### PROBLEM
Out of the lines below, please list those that hold the string "unsafe".

### PROVIDED DATA

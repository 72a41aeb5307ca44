use tod_hal::{
    layouts::{Context, FftPlanInfo},
    oep::{FftExecImpl, FftPlanNewImpl},
    reference::fft::{DftTable, fft_exec_ref},
};

use crate::CpuRef;

// Only one algorithm is available, so both quality tiers build the same table.
unsafe impl FftPlanNewImpl<Self> for CpuRef {
    fn fft_plan_new_impl(_ctx: &Context<Self>, info: &FftPlanInfo) -> DftTable {
        DftTable::new(info.length)
    }
}

unsafe impl FftExecImpl<Self> for CpuRef {
    fn fft_exec_impl(info: &FftPlanInfo, handle: &DftTable, tdata: &mut [f64], fdata: &mut [f64]) {
        fft_exec_ref(info, handle, tdata, fdata)
    }
}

### EXERCISE SOLUTION
unsafe impl FftPlanNewImpl<Self> for CpuRef {
unsafe impl FftExecImpl<Self> for CpuRef {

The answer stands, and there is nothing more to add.